WHAT YOU HAVE TO DO
Search the records below for "tokens"; copy each line that has it.

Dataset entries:
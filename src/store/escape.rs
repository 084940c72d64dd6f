//! Line-break escape convention for cell text.
//!
//! The transport step may not preserve quoted multi-line cells, so authors
//! write a literal two-character `\n` token instead of a real newline. A
//! literal backslash is written as `\\` so that decoding stays unambiguous.

/// Decodes the `\n` / `\\` escape tokens in a single left-to-right pass.
///
/// Each token is interpreted exactly once; the output of `decode` is never
/// re-scanned, so already-decoded text cannot be double-decoded. A trailing
/// lone backslash or an unknown escape is kept verbatim.
#[must_use]
pub fn decode(text: &str) -> String {
    let mut out = String::with_capacity(text.len());
    let mut chars = text.chars();

    while let Some(c) = chars.next() {
        if c != '\\' {
            out.push(c);
            continue;
        }
        match chars.next() {
            Some('n') => out.push('\n'),
            Some('\\') => out.push('\\'),
            Some(other) => {
                out.push('\\');
                out.push(other);
            }
            None => out.push('\\'),
        }
    }

    out
}

/// Encodes real line breaks and backslashes into the escape tokens.
///
/// Exact inverse of [`decode`]: `decode(&encode(s)) == s` for any `s`.
#[must_use]
pub fn encode(text: &str) -> String {
    let mut out = String::with_capacity(text.len());

    for c in text.chars() {
        match c {
            '\n' => out.push_str("\\n"),
            '\\' => out.push_str("\\\\"),
            other => out.push(other),
        }
    }

    out
}
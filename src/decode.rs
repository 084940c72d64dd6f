//! 区切りテキストのデコーダー
//!
//! RFC4180 準拠のクォート処理（クォート内の改行・カンマを保持）で生テキストを
//! 順序付きレコード列に変換する。ヘッダーの意味論はここでは解釈しない。

use csv::ReaderBuilder;
use thiserror::Error;

/// Defines errors that may occur while decoding the raw table text
#[derive(Error, Debug)]
pub enum DecodeError {
    /// A row's field count does not match the header width
    #[error("Row {row} has {found} fields, expected {expected}")]
    MalformedRow {
        /// Zero-based record index (the header is record 0)
        row: u64,
        expected: u64,
        found: u64,
    },
    /// The input is not valid UTF-8
    #[error("Row {row} is not valid UTF-8: {message}")]
    InvalidUtf8 { row: u64, message: String },
    /// Any other parse failure reported by the underlying reader
    #[error("Failed to parse table: {0}")]
    Csv(#[from] csv::Error),
}

/// One decoded table row: ordered raw field strings, first field is the key.
///
/// Ephemeral — consumed by the store build and discarded.
#[derive(Debug, Clone, PartialEq, Eq)]
pub struct RawRecord {
    /// Zero-based record index within the table
    pub index: u64,
    /// Field values in column order, quoting already resolved
    pub fields: Vec<String>,
}

/// 区切りテキストを [`RawRecord`] の遅延列へ変換するデコーダー
#[derive(Debug)]
pub struct Decoder<'a> {
    reader: csv::Reader<&'a [u8]>,
}

impl<'a> Decoder<'a> {
    /// Creates a decoder over raw table bytes.
    ///
    /// The header row is not treated specially here; it is yielded as record
    /// 0 and interpreted by the store build. Rows whose width differs from
    /// record 0 fail with [`DecodeError::MalformedRow`].
    #[must_use]
    pub fn new(bytes: &'a [u8]) -> Self {
        let reader = ReaderBuilder::new()
            .has_headers(false)
            .flexible(false)
            .from_reader(bytes);
        Self { reader }
    }

    /// Returns the finite, lazy record sequence.
    ///
    /// Not restartable; decoding the same input again requires a new
    /// [`Decoder`]. Malformed rows are yielded as errors, never dropped —
    /// the caller decides whether to abort or skip-and-report.
    pub fn records(self) -> impl Iterator<Item = Result<RawRecord, DecodeError>> + 'a {
        self.reader.into_records().enumerate().map(|(index, result)| {
            let index = index as u64;
            match result {
                Ok(record) => Ok(RawRecord {
                    index,
                    fields: record.iter().map(String::from).collect(),
                }),
                Err(err) => Err(classify_error(index, err)),
            }
        })
    }
}

/// csv クレートのエラーをデコーダーのエラー分類に写す
fn classify_error(row: u64, err: csv::Error) -> DecodeError {
    match err.kind() {
        csv::ErrorKind::UnequalLengths { expected_len, len, .. } => DecodeError::MalformedRow {
            row,
            expected: *expected_len,
            found: *len,
        },
        csv::ErrorKind::Utf8 { err: utf8_err, .. } => DecodeError::InvalidUtf8 {
            row,
            message: utf8_err.to_string(),
        },
        _ => DecodeError::Csv(err),
    }
}
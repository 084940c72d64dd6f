use std::collections::HashSet;

use serde::{
    Deserialize,
    Serialize,
};
use thiserror::Error;

use crate::store::LanguageCode;

#[derive(Error, Debug, Clone, PartialEq, Eq)]
#[error("Configuration error in '{field_path}': {message}")]
pub struct ValidationError {
    /// JSON path to the field (e.g., "supportedLanguages[0]")
    pub field_path: String,
    pub message: String,
}

impl ValidationError {
    #[must_use]
    pub fn new(field_path: impl Into<String>, message: impl Into<String>) -> Self {
        Self { field_path: field_path.into(), message: message.into() }
    }
}

#[derive(Error, Debug)]
pub enum ConfigError {
    #[error("Configuration validation failed:\n{}", format_validation_errors(.0))]
    ValidationErrors(Vec<ValidationError>),

    #[error("Failed to load configuration file: {0}")]
    IoError(#[from] std::io::Error),

    #[error("Failed to parse configuration: {0}")]
    ParseError(#[from] serde_json::Error),
}

fn format_validation_errors(errors: &[ValidationError]) -> String {
    errors
        .iter()
        .enumerate()
        .map(|(i, err)| format!("  {}. {} - {}", i + 1, err.field_path, err.message))
        .collect::<Vec<_>>()
        .join("\n")
}

#[derive(Debug, Clone, Deserialize, Serialize)]
#[serde(rename_all = "camelCase", default)]
pub struct LocalizationSettings {
    /// Where the published table is fetched from. May stay empty when the
    /// caller supplies the URL per refresh (e.g. the CLI).
    pub source_url: String,

    /// Languages the application supports, in the table's column order.
    /// The table header must carry exactly this set.
    pub supported_languages: Vec<LanguageCode>,

    /// Active language at startup, and the language callers may opt into
    /// falling back to. Must be one of `supported_languages`.
    pub fallback_language: LanguageCode,

    /// Header name of the key column.
    pub key_column: String,

    /// Cell token an author writes to mean "intentionally empty text",
    /// as opposed to a missing translation.
    pub blank_marker: String,
}

impl Default for LocalizationSettings {
    fn default() -> Self {
        Self {
            source_url: String::new(),
            supported_languages: vec![LanguageCode::new("en")],
            fallback_language: LanguageCode::new("en"),
            key_column: "KEY".to_string(),
            blank_marker: "[blank]".to_string(),
        }
    }
}

impl LocalizationSettings {
    /// # Errors
    /// - Empty or duplicated language codes
    /// - Fallback language outside the supported set
    /// - Empty key column name or blank marker
    pub fn validate(&self) -> Result<(), Vec<ValidationError>> {
        let mut errors = Vec::new();

        if self.supported_languages.is_empty() {
            errors.push(ValidationError::new(
                "supportedLanguages",
                "At least one language code is required. Example: [\"en\", \"es\"]",
            ));
        }

        for (index, code) in self.supported_languages.iter().enumerate() {
            if code.as_str().is_empty() {
                errors.push(ValidationError::new(
                    format!("supportedLanguages[{index}]"),
                    "Language code cannot be empty",
                ));
            } else if code.as_str().chars().any(char::is_whitespace) {
                errors.push(ValidationError::new(
                    format!("supportedLanguages[{index}]"),
                    format!("Language code '{code}' must not contain whitespace"),
                ));
            }
        }

        let mut seen: HashSet<&LanguageCode> = HashSet::new();
        for (index, code) in self.supported_languages.iter().enumerate() {
            if !seen.insert(code) {
                errors.push(ValidationError::new(
                    format!("supportedLanguages[{index}]"),
                    format!("Language code '{code}' is listed more than once"),
                ));
            }
        }

        if !self.supported_languages.contains(&self.fallback_language) {
            errors.push(ValidationError::new(
                "fallbackLanguage",
                format!(
                    "Fallback language '{}' is not in 'supportedLanguages'",
                    self.fallback_language
                ),
            ));
        }

        if self.key_column.trim().is_empty() {
            errors.push(ValidationError::new(
                "keyColumn",
                "The key column name cannot be empty. Example: \"KEY\"",
            ));
        }

        if self.blank_marker.trim().is_empty() {
            errors.push(ValidationError::new(
                "blankMarker",
                "The blank marker cannot be empty. Example: \"[blank]\"",
            ));
        }

        if errors.is_empty() { Ok(()) } else { Err(errors) }
    }
}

RESULT OF THIS EXERCISE
/// Decodes the `\n` / `\\` escape tokens in a single left-to-right pass.
/// Encodes real line breaks and backslashes into the escape tokens.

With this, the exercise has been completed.